29. methods according to claim 28, wherein said IL-6 relative disease is the eye disease that the IL-6 level to raise in vitreum is feature.

Method described in 30. claims 28 or 29, wherein said IL-6 relative disease is diabetic macular edema (DME), diabetic retinopathy, dry eye syndrome, age-related macular degeneration (AMD), proliferative diabetic retinopathy PDR (PDR), retinal vein occlusion (RVO), optic neuromyelitis (NMO), corneal graft, corneal abrasion or eyes physical damnification.

31. methods according to claim 29, are wherein delivered to the vitreum of subject eye by described antibody or Fab.

The method of 32. claims 29, wherein said IL-6 relative disease is diabetic macular edema and described antibody or its fragment is delivered to the vitreum of subject eye.

33. 1 kinds of carriers, it comprises the sequence of coding SEQ ID NO:4, SEQ ID NO:5, SEQ ID NO:6, SEQ ID NO:7, SEQ ID NO:8 or SEQ ID NO:9.

34. 1 kinds of cells, it can express in SEQ ID NO:4, SEQ ID NO:5, SEQ ID NO:6, SEQ ID NO:7, SEQ ID NO:8 or SEQ ID NO:9 one or more.

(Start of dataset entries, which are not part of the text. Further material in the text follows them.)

impl ChannelStateMachine {
    pub fn new(label: impl Into<String>, profile: Arc<dyn DeviceProfile>) -> Self {
        let bank = RegisterBank::new(&profile.registers());
        let pending_reads = bank.indices().into();
        Self {
            label: label.into(),
            profile,
            phase: Phase::NotificationPort,
            bank,
            pending_reads,
            rpc: RpcQueue::new(),
            heartbeat: HeartbeatMonitor::new(),
            subscriptions: StreamSubscriptions::new(),
            stream_ports: Vec::new(),
            acquisition_config: None,
            status: None,
        }
    }

    /// Kick off bring-up. Must be called exactly once, before any input.
    pub fn start(&mut self) -> Vec<Action> {
        debug!("[CHANNEL] {} requesting notification port", self.label);
        self.invoke(RpcCall::new(
            RpcTag::NotificationPort,
            methods::NOTIFICATION_PORT,
            vec![],
        ))
        .into_iter()
        .collect()
    }

    /// Advance the state machine with one observed input.
    pub fn handle(&mut self, input: Input) -> Vec<Action> {
        if self.phase == Phase::Down {
            return Vec::new();
        }
        match input {
            Input::RpcReply(Ok(result)) => self.on_rpc_result(result),
            Input::RpcReply(Err(error)) => {
                self.rpc.complete();
                self.fail(error)
            }
            Input::Notification(notification) => self.on_notification(notification),
            Input::StreamPacketReceived(packet) => {
                vec![Action::Emit(ChannelEvent::StreamPacket(packet))]
            }
            Input::Fault(error) => self.fail(error),
            Input::HeartbeatSendDue => self.on_heartbeat_due(),
            Input::HeartbeatTimedOut => self.fail(ChannelError::ConnectionTimedOut),
            Input::WriteRegister { index, value } => self.on_local_write(index, value),
            Input::SubscribeStream { index } => self.on_subscribe(index),
            Input::UnsubscribeStream { index } => self.on_unsubscribe(index),
            Input::SetStreamAcquisitionConfig {
                time_span_seconds,
                points,
            } => self.on_set_acquisition_config(time_span_seconds, points),
            Input::ShutdownRequested => self.shutdown(),
        }
    }

    /// Registers as currently synchronized.
    pub fn registers(&self) -> &RegisterBank {
        &self.bank
    }

    /// Last profile-derived status, once any register value is known.
    pub fn status(&self) -> Option<ChannelStatus> {
        self.status
    }

    /// Cached acquisition window, once bring-up has read it.
    pub fn stream_acquisition_config(&self) -> Option<(f64, u32)> {
        self.acquisition_config
    }

    /// Ports of the controller's stream feeds, by stream index.
    pub fn stream_ports(&self) -> &[u16] {
        &self.stream_ports
    }

    pub fn is_ready(&self) -> bool {
        self.phase == Phase::Ready
    }

    pub fn is_down(&self) -> bool {
        self.phase == Phase::Down
    }

    fn on_rpc_result(&mut self, result: Value) -> Vec<Action> {
        let Some(tag) = self.rpc.complete() else {
            return self.fail(ChannelError::Protocol(ProtocolError::malformed(
                "response",
                "reply without an outstanding request",
            )));
        };
        let mut actions = match self.dispatch_reply(tag, result) {
            Ok(actions) => actions,
            Err(error) => return self.fail(error),
        };
        if self.phase != Phase::Down {
            if let Some(call) = self.rpc.dispatch_next() {
                actions.push(send(call));
            }
        }
        actions
    }

    fn dispatch_reply(&mut self, tag: RpcTag, result: Value) -> Result<Vec<Action>, ChannelError> {
        match tag {
            RpcTag::NotificationPort => {
                let port = wire::as_port(&result, "notificationPort result")?;
                self.phase = Phase::StreamPorts;
                let mut actions = vec![Action::OpenNotificationFeed { port }];
                actions.extend(self.invoke(RpcCall::new(
                    RpcTag::StreamPorts,
                    methods::STREAM_PORTS,
                    vec![],
                )));
                Ok(actions)
            }
            RpcTag::StreamPorts => {
                self.stream_ports = wire::as_port_list(&result, "streamPorts result")?;
                self.phase = Phase::ReadingRegisters;
                debug!(
                    "[CHANNEL] {} synchronizing {} registers",
                    self.label,
                    self.pending_reads.len()
                );
                Ok(self.next_register_read())
            }
            RpcTag::ReadRegister { index, resync } => {
                let wire_value = wire::as_wire_value(&result, "readRegister result")?;
                let register = self.bank.get_mut(index).ok_or_else(|| {
                    ProtocolError::malformed("readRegister", format!("unknown register {index}"))
                })?;
                register.set_from_remote_query(wire_value);
                let mut actions = self.register_changed(index);
                if !resync && self.phase == Phase::ReadingRegisters {
                    actions.extend(self.next_register_read());
                }
                Ok(actions)
            }
            RpcTag::StreamAcquisitionConfig => {
                let config =
                    wire::as_acquisition_config(&result, "streamAcquisitionConfig result")?;
                self.acquisition_config = Some(config);
                self.phase = Phase::Ready;
                info!("[CHANNEL] {} connection ready", self.label);
                Ok(vec![
                    Action::StartHeartbeat,
                    Action::Emit(ChannelEvent::ConnectionReady),
                ])
            }
            RpcTag::SetStreamAcquisitionConfig => {
                // Fire-and-forget: the authoritative value arrives as a
                // streamAcquisitionConfigChanged notification.
                Ok(Vec::new())
            }
            RpcTag::ModifyRegister { index } => {
                let succeeded = wire::as_bool(&result, "modifyRegister result")?;
                if succeeded {
                    return Ok(Vec::new());
                }
                warn!(
                    "[CHANNEL] {} write conflict on register {index}, re-reading",
                    self.label
                );
                let register = self.bank.get_mut(index).ok_or_else(|| {
                    ProtocolError::malformed("modifyRegister", format!("unknown register {index}"))
                })?;
                register.mark_desynchronized();
                let mut actions = vec![Action::Emit(ChannelEvent::RegisterDesynchronized {
                    index,
                })];
                actions.extend(self.invoke(RpcCall::new(
                    RpcTag::ReadRegister {
                        index,
                        resync: true,
                    },
                    methods::READ_REGISTER,
                    vec![Value::from(index)],
                )));
                Ok(actions)
            }
            RpcTag::Ping => {
                self.heartbeat.on_reply();
                Ok(vec![Action::CancelReplyDeadline])
            }
        }
    }

    fn next_register_read(&mut self) -> Vec<Action> {
        // Registers are read one at a time so that each authoritative value
        // is applied before the next read goes out.
        if let Some(index) = self.pending_reads.pop_front() {
            self.invoke(RpcCall::new(
                RpcTag::ReadRegister {
                    index,
                    resync: false,
                },
                methods::READ_REGISTER,
                vec![Value::from(index)],
            ))
            .into_iter()
            .collect()
        } else {
            self.phase = Phase::AcquisitionConfig;
            self.invoke(RpcCall::new(
                RpcTag::StreamAcquisitionConfig,
                methods::STREAM_ACQUISITION_CONFIG,
                vec![],
            ))
            .into_iter()
            .collect()
        }
    }

    fn on_notification(&mut self, notification: Notification) -> Vec<Action> {
        match notification {
            Notification::RegisterChanged { index, wire_value } => {
                let Some(register) = self.bank.get_mut(index) else {
                    return self.fail(ChannelError::Protocol(ProtocolError::malformed(
                        "registerChanged",
                        format!("unknown register {index}"),
                    )));
                };
                if register.set_from_remote_notification(wire_value) {
                    self.register_changed(index)
                } else {
                    Vec::new()
                }
            }
            Notification::StreamAcquisitionConfigChanged {
                time_span_seconds,
                points,
            } => {
                self.acquisition_config = Some((time_span_seconds, points));
                vec![Action::Emit(ChannelEvent::StreamAcquisitionConfigChanged {
                    time_span_seconds,
                    points,
                })]
            }
            Notification::Shutdown => {
                info!("[CHANNEL] {} remote shutdown", self.label);
                self.shutdown()
            }
            Notification::Unknown { method, params } => {
                warn!(
                    "[CHANNEL] {} unrecognized notification {method} ({} params)",
                    self.label,
                    params.len()
                );
                Vec::new()
            }
        }
    }

    fn on_heartbeat_due(&mut self) -> Vec<Action> {
        if self.phase != Phase::Ready {
            return Vec::new();
        }
        if !self.heartbeat.on_send_due() {
            // Still waiting for the previous ping's reply.
            return Vec::new();
        }
        let mut actions = vec![Action::ArmReplyDeadline];
        actions.extend(self.invoke(RpcCall::new(RpcTag::Ping, methods::PING, vec![])));
        actions
    }

    fn on_local_write(&mut self, index: u8, value: i32) -> Vec<Action> {
        let Some(register) = self.bank.get_mut(index) else {
            warn!("[CHANNEL] {} write to unknown register {index}", self.label);
            return Vec::new();
        };
        let Some(write) = register.set_from_local_change(value) else {
            return Vec::new();
        };
        let mut actions = self.register_changed(index);
        actions.extend(self.invoke(RpcCall::new(
            RpcTag::ModifyRegister { index },
            methods::MODIFY_REGISTER,
            vec![
                Value::from(index),
                Value::from(write.old_wire),
                Value::from(write.new_wire),
            ],
        )));
        actions
    }

    fn on_subscribe(&mut self, index: usize) -> Vec<Action> {
        let Some(&port) = self.stream_ports.get(index) else {
            warn!(
                "[CHANNEL] {} subscription to unknown stream {index}",
                self.label
            );
            return Vec::new();
        };
        if self.subscriptions.subscribe(index) {
            self.subscriptions.mark_open(index);
            vec![Action::OpenStreamFeed {
                stream_index: index,
                port,
            }]
        } else {
            Vec::new()
        }
    }

    fn on_unsubscribe(&mut self, index: usize) -> Vec<Action> {
        if self.subscriptions.unsubscribe(index) {
            vec![Action::CloseStreamFeed {
                stream_index: index,
            }]
        } else {
            Vec::new()
        }
    }

    fn on_set_acquisition_config(&mut self, time_span_seconds: f64, points: u32) -> Vec<Action> {
        if self.acquisition_config == Some((time_span_seconds, points)) {
            return Vec::new();
        }
        // Do not update the cache here: whatever the controller actually
        // applied comes back as a notification.
        self.invoke(RpcCall::new(
            RpcTag::SetStreamAcquisitionConfig,
            methods::SET_STREAM_ACQUISITION_CONFIG,
            vec![Value::F64(time_span_seconds), Value::from(points)],
        ))
        .into_iter()
        .collect()
    }

    /// Emit the change event for `index` plus any derived-state transitions.
    fn register_changed(&mut self, index: u8) -> Vec<Action> {
        let mut actions = vec![Action::Emit(ChannelEvent::RegisterChanged {
            index,
            value: self.bank.value(index),
        })];

        let status = self.profile.status(&self.bank);
        if self.status != Some(status) {
            self.status = Some(status);
            actions.push(Action::Emit(ChannelEvent::StatusChanged(status)));
        }

        if self.profile.condition_register() == Some(index) {
            let condition_value = self.bank.wire_value(index);
            let active: Vec<_> = self
                .profile
                .error_conditions()
                .iter()
                .copied()
                .filter(|c| c.is_active(condition_value))
                .collect();
            actions.push(Action::Emit(ChannelEvent::ErrorConditionsChanged(active)));
        }
        actions
    }

    fn invoke(&mut self, call: RpcCall) -> Option<Action> {
        self.rpc.invoke(call).map(send)
    }

    fn shutdown(&mut self) -> Vec<Action> {
        info!("[CHANNEL] {} shutting down", self.label);
        self.phase = Phase::Down;
        self.subscriptions.close_all();
        vec![Action::Emit(ChannelEvent::ShuttingDown), Action::Teardown]
    }

    fn fail(&mut self, error: ChannelError) -> Vec<Action> {
        warn!("[CHANNEL] {} connection failed: {error}", self.label);
        self.phase = Phase::Down;
        self.subscriptions.close_all();
        vec![
            Action::Emit(ChannelEvent::ConnectionFailed {
                reason: error.to_string(),
            }),
            Action::Emit(ChannelEvent::ShuttingDown),
            Action::Teardown,
        ]
    }
}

The method of the systematic effect of 35. 1 kinds of minimizing suppression IL-6 in experimenter, described method comprises to experimenter's administration of antibodies or its fragment, and described antibody or its fragment can suppress the activity of IL-6 and have the FcRn binding activities weakened with having compared with the corresponding antibody of wild-type Fc structural domain or its fragment.

The method of 36. claims 35, wherein K _d1 μM is greater than under the pH of 5 to 6.